We took as a basis the graphic drawings of Stepanova, made four versions of wallpaper, which we pasted over the corridor, the guest bathroom and the accent walls in the bedroom and office. The customer chose the prints that she liked. However, it turned out to be more difficult to print the wallpaper than we initially thought. A small fragment and a pattern in a large volume look different, so we changed the scale of the rapport several times and made samples of different colors.
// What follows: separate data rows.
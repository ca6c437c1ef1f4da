use serde::{Deserialize, Serialize};
use sqlx::FromRow;
use validator::Validate;

use super::double_option;
use super::{Feedback, PublicTask, StudentSubmission};

#[derive(Debug, Clone, Serialize, Deserialize, FromRow)]
pub struct Student {
    pub id: String,
    pub course_id: String,
    pub alias: String,
    pub name: String,
    pub email: Option<String>,
    pub last_seen: Option<String>,
    pub created_at: String,
}

#[derive(Debug, Clone, Serialize, Deserialize, Validate)]
pub struct AddStudentsRequest {
    #[validate(range(min = 1, max = 500, message = "Between 1 and 500 students can be added at once"))]
    pub count: u32,
}

#[derive(Debug, Clone, Serialize, Deserialize, Validate)]
pub struct UpdateStudentProfileRequest {
    #[validate(length(min = 1, max = 64, message = "Name must be 1 to 64 characters"))]
    pub name: Option<String>,
    #[validate(
        email(message = "Enter a valid email address"),
        length(max = 64, message = "Email must be at most 64 characters")
    )]
    #[serde(default, deserialize_with = "double_option", skip_serializing_if = "Option::is_none")]
    pub email: Option<Option<String>>,
}

/// Everything a student sees when opening their alias link.
#[derive(Debug, Clone, Serialize, Deserialize)]
pub struct StudentPortal {
    pub student: Student,
    pub course_title: String,
    pub course_description: Option<String>,
    pub tasks: Vec<PublicTask>,
    pub submissions: Vec<StudentSubmission>,
    pub feedback: Vec<Feedback>,
}
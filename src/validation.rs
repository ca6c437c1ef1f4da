use std::collections::BTreeMap;

use validator::Validate;

use crate::error::AppError;

/// Runs the derived field checks and turns failures into
/// `AppError::Validation`, one message list per field.
pub fn validated<T: Validate>(value: T) -> Result<T, AppError> {
    match value.validate() {
        Ok(()) => Ok(value),
        Err(errors) => {
            let mut fields: BTreeMap<String, Vec<String>> = BTreeMap::new();
            for (field, field_errors) in errors.field_errors() {
                let messages = field_errors
                    .iter()
                    .map(|e| {
                        e.message
                            .as_ref()
                            .map(|m| m.to_string())
                            .unwrap_or_else(|| format!("{} is invalid", field))
                    })
                    .collect();
                fields.insert(field.to_string(), messages);
            }
            Err(AppError::Validation(fields))
        }
    }
}

#[cfg(test)]
mod tests {
    use super::*;
    use crate::models::{NewCourseRequest, RegisterRequest};

    #[test]
    fn test_valid_request_passes_through() {
        let req = NewCourseRequest {
            title: "Math".to_string(),
            description: None,
        };
        assert_eq!(validated(req).unwrap().title, "Math");
    }

    #[test]
    fn test_collects_messages_per_field() {
        let req = RegisterRequest {
            username: String::new(),
            email: "not-an-email".to_string(),
            password: "short".to_string(),
            password2: "short".to_string(),
        };
        let Err(AppError::Validation(fields)) = validated(req) else {
            panic!("expected validation error");
        };
        assert_eq!(
            fields.keys().map(String::as_str).collect::<Vec<_>>(),
            vec!["email", "password", "username"]
        );
        assert_eq!(fields["password"], vec!["Password must be at least 8 characters".to_string()]);
    }
}
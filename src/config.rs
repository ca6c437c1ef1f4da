use std::env;
use std::net::SocketAddr;
use std::path::PathBuf;

use anyhow::Context;

const DEFAULT_MAX_UPLOAD_BYTES: usize = 20 * 1024 * 1024;

#[derive(Clone, Debug)]
pub struct Config {
    pub database_url: String,
    pub bind_addr: SocketAddr,
    pub upload_dir: PathBuf,
    /// At least 64 bytes when set; a random key is generated otherwise.
    pub session_secret: Option<String>,
    pub max_upload_bytes: usize,
}

impl Config {
    pub fn from_env() -> anyhow::Result<Self> {
        let database_url = env::var("DATABASE_URL")
            .unwrap_or_else(|_| "sqlite://classroom.db".to_string());

        let bind_addr = env::var("BIND_ADDR")
            .unwrap_or_else(|_| "127.0.0.1:3000".to_string())
            .parse()
            .context("BIND_ADDR is not a valid socket address")?;

        let upload_dir = env::var("UPLOAD_DIR")
            .map(PathBuf::from)
            .unwrap_or_else(|_| PathBuf::from("./uploads"));

        let session_secret = env::var("SESSION_SECRET").ok();
        if let Some(secret) = &session_secret {
            anyhow::ensure!(
                secret.len() >= 64,
                "SESSION_SECRET must be at least 64 bytes long"
            );
        }

        let max_upload_bytes = match env::var("MAX_UPLOAD_BYTES") {
            Ok(v) => v.parse().context("MAX_UPLOAD_BYTES is not a number")?,
            Err(_) => DEFAULT_MAX_UPLOAD_BYTES,
        };

        Ok(Self {
            database_url,
            bind_addr,
            upload_dir,
            session_secret,
            max_upload_bytes,
        })
    }
}
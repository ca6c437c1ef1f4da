use axum::Json;
use axum::extract::{Path, State};
use axum::http::StatusCode;

use crate::access;
use crate::auth::Instructor;
use crate::db::repository;
use crate::error::AppError;
use crate::models::{Message, MessageAuthor, NewMessageRequest};
use crate::state::AppState;
use crate::validation::validated;

pub async fn list_for_task(
    State(state): State<AppState>,
    instructor: Instructor,
    Path(task_id): Path<String>,
) -> Result<Json<Vec<Message>>, AppError> {
    let mut conn = state.db.acquire().await?;
    let task = access::task(&mut conn, &instructor.principal(), &task_id).await?;
    let messages = repository::fetch_messages_for_task(&mut conn, &task.id).await?;
    Ok(Json(messages))
}

pub async fn post_as_instructor(
    State(state): State<AppState>,
    instructor: Instructor,
    Path(task_id): Path<String>,
    Json(req): Json<NewMessageRequest>,
) -> Result<(StatusCode, Json<Message>), AppError> {
    let req = validated(req)?;
    let mut conn = state.db.acquire().await?;
    let task = access::task(&mut conn, &instructor.principal(), &task_id).await?;
    let author = MessageAuthor::Instructor {
        user_id: &instructor.user.id,
        name: &instructor.user.username,
    };
    let message = repository::insert_message(&mut conn, &task.id, &req.text, author).await?;
    Ok((StatusCode::CREATED, Json(message)))
}

pub async fn delete_message(
    State(state): State<AppState>,
    instructor: Instructor,
    Path(id): Path<String>,
) -> Result<StatusCode, AppError> {
    let mut conn = state.db.acquire().await?;
    access::owned_message(&mut conn, instructor.id(), &id).await?;
    if repository::delete_message(&mut conn, &id).await? {
        Ok(StatusCode::NO_CONTENT)
    } else {
        Err(AppError::NotFound)
    }
}
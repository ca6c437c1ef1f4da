pub mod aggregator;
pub mod alias;
pub mod roster;

pub use aggregator::TaskSubmissionCount;
pub use alias::AliasGenerator;
pub use roster::RosterService;
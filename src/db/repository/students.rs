use std::collections::HashSet;

use sqlx::SqliteConnection;

use super::{new_id, now};
use crate::models::Student;

pub async fn fetch_students_for_course(
    conn: &mut SqliteConnection,
    course_id: &str,
) -> Result<Vec<Student>, sqlx::Error> {
    sqlx::query_as::<_, Student>(
        r#"
        SELECT id, course_id, alias, name, email, last_seen, created_at
        FROM students
        WHERE course_id = ?
        ORDER BY created_at, rowid
        "#,
    )
    .bind(course_id)
    .fetch_all(&mut *conn)
    .await
}

pub async fn find_student_by_alias(
    conn: &mut SqliteConnection,
    alias: &str,
) -> Result<Option<Student>, sqlx::Error> {
    sqlx::query_as::<_, Student>(
        "SELECT id, course_id, alias, name, email, last_seen, created_at FROM students WHERE alias = ?"
    )
    .bind(alias)
    .fetch_optional(&mut *conn)
    .await
}

pub async fn find_owned_student(
    conn: &mut SqliteConnection,
    id: &str,
    user_id: &str,
) -> Result<Option<Student>, sqlx::Error> {
    sqlx::query_as::<_, Student>(
        r#"
        SELECT s.id, s.course_id, s.alias, s.name, s.email, s.last_seen, s.created_at
        FROM students s
        JOIN courses c ON c.id = s.course_id
        WHERE s.id = ? AND c.user_id = ?
        "#,
    )
    .bind(id)
    .bind(user_id)
    .fetch_optional(&mut *conn)
    .await
}

/// Every alias ever handed out: live students plus retired ones.
pub async fn fetch_all_aliases(conn: &mut SqliteConnection) -> Result<HashSet<String>, sqlx::Error> {
    let aliases: Vec<String> = sqlx::query_scalar(
        "SELECT alias FROM students UNION SELECT alias FROM retired_aliases"
    )
    .fetch_all(&mut *conn)
    .await?;
    Ok(aliases.into_iter().collect())
}

pub async fn fetch_names_for_course(
    conn: &mut SqliteConnection,
    course_id: &str,
) -> Result<HashSet<String>, sqlx::Error> {
    let names: Vec<String> = sqlx::query_scalar("SELECT name FROM students WHERE course_id = ?")
        .bind(course_id)
        .fetch_all(&mut *conn)
        .await?;
    Ok(names.into_iter().collect())
}

pub async fn insert_student(
    conn: &mut SqliteConnection,
    course_id: &str,
    alias: &str,
    name: &str,
) -> Result<Student, sqlx::Error> {
    let id = new_id();
    let now = now();

    sqlx::query(
        r#"
        INSERT INTO students
            (id, course_id, alias, name, email, last_seen, created_at)
        VALUES (?, ?, ?, ?, NULL, NULL, ?)
        "#,
    )
    .bind(&id)
    .bind(course_id)
    .bind(alias)
    .bind(name)
    .bind(&now)
    .execute(&mut *conn)
    .await?;

    Ok(Student {
        id,
        course_id: course_id.to_string(),
        alias: alias.to_string(),
        name: name.to_string(),
        email: None,
        last_seen: None,
        created_at: now,
    })
}

pub async fn update_student_profile(
    conn: &mut SqliteConnection,
    student: &Student,
) -> Result<(), sqlx::Error> {
    sqlx::query("UPDATE students SET name = ?, email = ? WHERE id = ?")
        .bind(&student.name)
        .bind(&student.email)
        .bind(&student.id)
        .execute(&mut *conn)
        .await?;
    Ok(())
}

pub async fn touch_student(conn: &mut SqliteConnection, id: &str) -> Result<(), sqlx::Error> {
    sqlx::query("UPDATE students SET last_seen = ? WHERE id = ?")
        .bind(now())
        .bind(id)
        .execute(&mut *conn)
        .await?;
    Ok(())
}

/// Deletes a student with their submissions and feedback and retires the
/// alias so it is never issued again. Returns the removed blob names. Run
/// inside a transaction.
pub async fn delete_student(conn: &mut SqliteConnection, id: &str) -> Result<Option<Vec<String>>, sqlx::Error> {
    let alias: Option<String> = sqlx::query_scalar("SELECT alias FROM students WHERE id = ?")
        .bind(id)
        .fetch_optional(&mut *conn)
        .await?;
    let Some(alias) = alias else {
        return Ok(None);
    };

    let blobs: Vec<String> = sqlx::query_scalar("SELECT filename FROM submissions WHERE student_id = ?")
        .bind(id)
        .fetch_all(&mut *conn)
        .await?;

    sqlx::query("DELETE FROM submissions WHERE student_id = ?")
        .bind(id)
        .execute(&mut *conn)
        .await?;

    sqlx::query("DELETE FROM feedback WHERE student_id = ?")
        .bind(id)
        .execute(&mut *conn)
        .await?;

    sqlx::query("INSERT OR IGNORE INTO retired_aliases (alias, retired_at) VALUES (?, ?)")
        .bind(&alias)
        .bind(now())
        .execute(&mut *conn)
        .await?;

    sqlx::query("DELETE FROM students WHERE id = ?")
        .bind(id)
        .execute(&mut *conn)
        .await?;

    Ok(Some(blobs))
}
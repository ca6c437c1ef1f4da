use axum::Json;
use axum::extract::{Path, State};
use axum::http::StatusCode;
use tracing::info;

use crate::access;
use crate::auth::Instructor;
use crate::db::repository;
use crate::error::AppError;
use crate::models::{AddStudentsRequest, Student};
use crate::services::RosterService;
use crate::state::AppState;
use crate::storage;
use crate::validation::validated;

pub async fn list_students(
    State(state): State<AppState>,
    instructor: Instructor,
    Path(course_id): Path<String>,
) -> Result<Json<Vec<Student>>, AppError> {
    let mut conn = state.db.acquire().await?;
    let course = access::course(&mut conn, &instructor.principal(), &course_id).await?;
    let students = repository::fetch_students_for_course(&mut conn, &course.id).await?;
    Ok(Json(students))
}

pub async fn add_students(
    State(state): State<AppState>,
    instructor: Instructor,
    Path(course_id): Path<String>,
    Json(req): Json<AddStudentsRequest>,
) -> Result<(StatusCode, Json<Vec<Student>>), AppError> {
    let req = validated(req)?;
    {
        let mut conn = state.db.acquire().await?;
        access::course(&mut conn, &instructor.principal(), &course_id).await?;
    }

    let service = RosterService::new(state.db.clone(), state.aliases.clone());
    let students = service.add_students(&course_id, req.count as usize).await?;
    Ok((StatusCode::CREATED, Json(students)))
}

pub async fn delete_student(
    State(state): State<AppState>,
    instructor: Instructor,
    Path(id): Path<String>,
) -> Result<StatusCode, AppError> {
    let mut tx = state.db.begin().await?;
    access::owned_student(&mut tx, instructor.id(), &id).await?;
    let blobs = repository::delete_student(&mut tx, &id)
        .await?
        .ok_or(AppError::NotFound)?;
    tx.commit().await?;

    storage::remove_all(state.blobs.as_ref(), &blobs).await;
    info!(student_id = %id, "student deleted, alias retired");
    Ok(StatusCode::NO_CONTENT)
}
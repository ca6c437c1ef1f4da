use axum::Json;
use axum::extract::{Path, State};
use axum::http::StatusCode;

use crate::access;
use crate::auth::Instructor;
use crate::db::repository;
use crate::error::AppError;
use crate::models::{Feedback, FeedbackRequest};
use crate::state::AppState;
use crate::validation::validated;

pub async fn list_for_task(
    State(state): State<AppState>,
    instructor: Instructor,
    Path(task_id): Path<String>,
) -> Result<Json<Vec<Feedback>>, AppError> {
    let mut conn = state.db.acquire().await?;
    let task = access::task(&mut conn, &instructor.principal(), &task_id).await?;
    let feedback = repository::fetch_feedback_for_task(&mut conn, &task.id).await?;
    Ok(Json(feedback))
}

pub async fn upsert(
    State(state): State<AppState>,
    instructor: Instructor,
    Path((task_id, student_id)): Path<(String, String)>,
    Json(req): Json<FeedbackRequest>,
) -> Result<Json<Feedback>, AppError> {
    let req = validated(req)?;

    let mut conn = state.db.acquire().await?;
    let task = access::task(&mut conn, &instructor.principal(), &task_id).await?;
    let student = access::owned_student(&mut conn, instructor.id(), &student_id).await?;
    if student.course_id != task.course_id {
        return Err(AppError::NotFound);
    }
    if let (Some(score), Some(max)) = (req.score, task.max_score) {
        if score > max {
            return Err(AppError::field(
                "score",
                format!("Score must not exceed the task's maximum of {max}"),
            ));
        }
    }

    let feedback = repository::upsert_feedback(
        &mut conn,
        &task.id,
        &student.id,
        req.text.as_deref(),
        req.score,
    )
    .await?;
    Ok(Json(feedback))
}

pub async fn delete_feedback(
    State(state): State<AppState>,
    instructor: Instructor,
    Path(id): Path<String>,
) -> Result<StatusCode, AppError> {
    let mut conn = state.db.acquire().await?;
    access::owned_feedback(&mut conn, instructor.id(), &id).await?;
    if repository::delete_feedback(&mut conn, &id).await? {
        Ok(StatusCode::NO_CONTENT)
    } else {
        Err(AppError::NotFound)
    }
}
In addition to the avant-garde wallpaper, the hostess's love for this art direction is reflected in the work from the series “Kitchen Suprematism” by the art group “Blue Noses", which can be seen on the wall next to the kitchen, and her professional connection with the field of cinema — posters of posters by the Stenberg brothers. The apartment plan with a color layout also evokes associations with a suprematist composition. The almost red corridor, the blue cube of the office, and all this is riddled with black graphic lines.
The space of the kitchen and living room turned out to be spacious and bright, he got two arched windows, under which the designers designed small sofas. In the previous apartment of the customer there were low and wide window sills, on which she liked to sit, so here we also made seats for sitting. The seats of the sofas and decorative pillows on them are covered with fabrics, the prints for which were borrowed from the paintings of Sonia Delaunay, a French abstract artist of the early XX century. For us, it turned out to be a godsend, we found photos with good resolution and were even able to transfer the texture of the brushstroke to the fabric. The other two rooms are decorated in richer colors. The office is completely blue — this is the customer's favorite color, and she quickly decided to make both the walls and the ceiling dark, and in the bedroom this dark color is diluted with other shades to make it seem lighter.